Solved – agglomerative clustering sensitivity to outliers: single-link vs complete-link

clusteringhierarchical clusteringoutliers

Agglomerative clustering can use various measures to calculate distance between two clusters, which is then used to decide which two clusters to merge.

Two popular approaches are single-link and complete-link. There seems to be some discrepancy in whether single-link or complete-link is sensitive to outliers. I am stating a few examples below but I am sure that there are many more.

(1) Stanford NLP IR book states "[complete-link] causes sensitivity to outliers".

(2) Chapter 8 in the Data Mining book by Tan and Kumar says the following in the section 8.3.2:

"The single link technique is good at handling non-elliptical shapes, but is sensitive to noise and outliers."

"Complete link is less susceptible to noise and outliers, but it can break large clusters and it favors globular shapes."

(3) The Applied Multivariate Statistics book says (page 533):

"… single link method which is also very sensitive to errors of measurement, but somewhat robust to outliers. The complete link and Ward’s method tend to find compact clusters of nearly equal size with the clustering solution adversely affected by outliers."
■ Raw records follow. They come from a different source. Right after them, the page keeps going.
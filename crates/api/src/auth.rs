// Copyright (C) 2026 Fred Clausen
// Use of this source code is governed by an MIT-style
// license that can be found in the LICENSE file or at
// https://opensource.org/licenses/MIT.

//! Authentication and authorization types and services.
//!
//! Identities live with the external identity provider; this service only
//! resolves provider-issued session tokens to a typed actor and enforces
//! role checks. Every authorization decision is a pure function of
//! (actor role, requested action) — no ambient session state.

use time::OffsetDateTime;
use time::format_description::well_known::Iso8601;

use crewcall_domain::{Profile, ProfileRole};
use crewcall_persistence::Persistence;

use crate::error::AuthError;

/// Actor roles for authorization.
///
/// Roles mirror the directory profile roles and determine what actions
/// an authenticated actor may perform.
#[derive(Debug, Clone, Copy, PartialEq, Eq)]
pub enum Role {
    /// Admin role: full structural and dispatch authority.
    ///
    /// Admins may manage the staff pool, create and advance events,
    /// issue dispatches, invite staff, and read every aggregate.
    Admin,
    /// Staff role: an event worker.
    ///
    /// Staff may view and respond to their own dispatch offers, see the
    /// events they are placed on, and participate in event chat.
    Staff,
    /// Client role: the party an event is run for. Read-mostly.
    Client,
    /// Vendor role: an external partner; may create events.
    Vendor,
}

impl Role {
    /// Returns the display name used in authorization errors.
    #[must_use]
    pub const fn as_str(&self) -> &'static str {
        match self {
            Self::Admin => "Admin",
            Self::Staff => "Staff",
            Self::Client => "Client",
            Self::Vendor => "Vendor",
        }
    }
}

impl From<ProfileRole> for Role {
    fn from(role: ProfileRole) -> Self {
        match role {
            ProfileRole::Admin => Self::Admin,
            ProfileRole::Staff => Self::Staff,
            ProfileRole::Client => Self::Client,
            ProfileRole::Vendor => Self::Vendor,
        }
    }
}

/// An authenticated actor with an associated role.
///
/// This represents an identity that has been authenticated and has
/// permission to perform certain actions based on its role. It is passed
/// explicitly into every operation; nothing reads ambient session state.
#[derive(Debug, Clone, PartialEq, Eq)]
pub struct AuthenticatedActor {
    /// The identity-provider id for this actor.
    pub id: String,
    /// The role assigned to this actor.
    pub role: Role,
}

impl AuthenticatedActor {
    /// Creates a new authenticated actor.
    ///
    /// # Arguments
    ///
    /// * `id` - The identity-provider id for this actor
    /// * `role` - The role assigned to this actor
    #[must_use]
    pub const fn new(id: String, role: Role) -> Self {
        Self { id, role }
    }

    /// Returns true if this actor has the admin role.
    #[must_use]
    pub const fn is_admin(&self) -> bool {
        matches!(self.role, Role::Admin)
    }
}

/// Authorization service for enforcing role-based access control.
///
/// This service determines whether an authenticated actor has permission
/// to perform a specific action based on their role. Each check is pure.
pub struct AuthorizationService;

impl AuthorizationService {
    fn require_admin(actor: &AuthenticatedActor, action: &str) -> Result<(), AuthError> {
        if actor.is_admin() {
            Ok(())
        } else {
            Err(AuthError::Unauthorized {
                action: action.to_string(),
                required_role: String::from("Admin"),
            })
        }
    }

    /// Checks if an actor is authorized to invite staff.
    ///
    /// Only Admin actors may create or list staff invites.
    ///
    /// # Errors
    ///
    /// Returns an error if the actor does not have the Admin role.
    pub fn authorize_invite_staff(actor: &AuthenticatedActor) -> Result<(), AuthError> {
        Self::require_admin(actor, "invite_staff")
    }

    /// Checks if an actor is authorized to manage the staff pool.
    ///
    /// Only Admin actors may list or edit staff profiles.
    ///
    /// # Errors
    ///
    /// Returns an error if the actor does not have the Admin role.
    pub fn authorize_manage_staff(actor: &AuthenticatedActor) -> Result<(), AuthError> {
        Self::require_admin(actor, "manage_staff")
    }

    /// Checks if an actor is authorized to issue dispatch requests.
    ///
    /// Only Admin actors may dispatch staff.
    ///
    /// # Errors
    ///
    /// Returns an error if the actor does not have the Admin role.
    pub fn authorize_issue_dispatch(actor: &AuthenticatedActor) -> Result<(), AuthError> {
        Self::require_admin(actor, "issue_dispatch")
    }

    /// Checks if an actor is authorized to create events.
    ///
    /// Admin and Vendor actors may create events.
    ///
    /// # Errors
    ///
    /// Returns an error if the actor has neither role.
    pub fn authorize_create_event(actor: &AuthenticatedActor) -> Result<(), AuthError> {
        match actor.role {
            Role::Admin | Role::Vendor => Ok(()),
            Role::Staff | Role::Client => Err(AuthError::Unauthorized {
                action: String::from("create_event"),
                required_role: String::from("Admin"),
            }),
        }
    }

    /// Checks if an actor is authorized to advance an event's lifecycle.
    ///
    /// Only Admin actors may change event status.
    ///
    /// # Errors
    ///
    /// Returns an error if the actor does not have the Admin role.
    pub fn authorize_update_event_status(actor: &AuthenticatedActor) -> Result<(), AuthError> {
        Self::require_admin(actor, "update_event_status")
    }

    /// Checks if an actor is authorized to respond to dispatch offers.
    ///
    /// Only Staff actors respond to offers; ownership of the specific
    /// request is checked separately by the handler.
    ///
    /// # Errors
    ///
    /// Returns an error if the actor does not have the Staff role.
    pub fn authorize_respond_dispatch(actor: &AuthenticatedActor) -> Result<(), AuthError> {
        match actor.role {
            Role::Staff => Ok(()),
            Role::Admin | Role::Client | Role::Vendor => Err(AuthError::Unauthorized {
                action: String::from("respond_dispatch"),
                required_role: String::from("Staff"),
            }),
        }
    }

    /// Checks if an actor is authorized to read the dashboard summary.
    ///
    /// Only Admin actors see the pool-wide counts.
    ///
    /// # Errors
    ///
    /// Returns an error if the actor does not have the Admin role.
    pub fn authorize_view_dashboard(actor: &AuthenticatedActor) -> Result<(), AuthError> {
        Self::require_admin(actor, "view_dashboard")
    }
}

/// Authentication service for provider-issued session tokens.
pub struct AuthenticationService;

impl AuthenticationService {
    /// Validates a session token and returns the authenticated actor.
    ///
    /// The session's directory profile is resolved once here and passed
    /// explicitly to handlers as a typed [`Profile`].
    ///
    /// # Arguments
    ///
    /// * `persistence` - The persistence layer
    /// * `session_token` - The bearer token from the request
    ///
    /// # Returns
    ///
    /// A tuple of (`authenticated_actor`, `profile`)
    ///
    /// # Errors
    ///
    /// Returns an error if the session is unknown or expired, the profile
    /// is missing, or the stored role is unrecognized.
    pub fn validate_session(
        persistence: &mut Persistence,
        session_token: &str,
    ) -> Result<(AuthenticatedActor, Profile), AuthError> {
        // Retrieve session
        let session = persistence
            .get_session_by_token(session_token)
            .map_err(Self::map_persistence_error)?
            .ok_or_else(|| AuthError::AuthenticationFailed {
                reason: String::from("Invalid session token"),
            })?;

        // Check if session is expired
        let expires_at: OffsetDateTime =
            OffsetDateTime::parse(&session.expires_at, &Iso8601::DEFAULT).map_err(|e| {
                AuthError::AuthenticationFailed {
                    reason: format!("Failed to parse session expiration: {e}"),
                }
            })?;

        if OffsetDateTime::now_utc() > expires_at {
            return Err(AuthError::AuthenticationFailed {
                reason: String::from("Session expired"),
            });
        }

        // Retrieve the profile the session belongs to
        let profile_data = persistence
            .get_profile(&session.profile_id)
            .map_err(Self::map_persistence_error)?
            .ok_or_else(|| AuthError::AuthenticationFailed {
                reason: String::from("Profile not found for session"),
            })?;

        let role: ProfileRole = ProfileRole::parse(&profile_data.role).map_err(|_| {
            AuthError::AuthenticationFailed {
                reason: format!("Invalid role: {}", profile_data.role),
            }
        })?;

        let profile: Profile = Profile {
            id: profile_data.id,
            email: profile_data.email,
            name: profile_data.name,
            role,
            phone: profile_data.phone,
            created_at: profile_data.created_at,
        };

        let actor: AuthenticatedActor =
            AuthenticatedActor::new(profile.id.clone(), Role::from(role));
        Ok((actor, profile))
    }

    fn map_persistence_error(err: crewcall_persistence::PersistenceError) -> AuthError {
        AuthError::AuthenticationFailed {
            reason: format!("Database error: {err}"),
        }
    }
}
To me it intuitive sense that complete-link is more sensitive to outliers a it uses max over the distances between the points in two given clusters which is a non local measure.

So the question is which one is the correct view? Or maybe both are correct and are saying different things that I do not understand?

Best Answer

The complete link will merge outliers late. Because they increase maximum distances much. It will usually prefer inliers first, which is good. So I'd have assumed it to be more robust than single-link.

But without a good definition of "outlier" and "robust" it is not a well defined claim.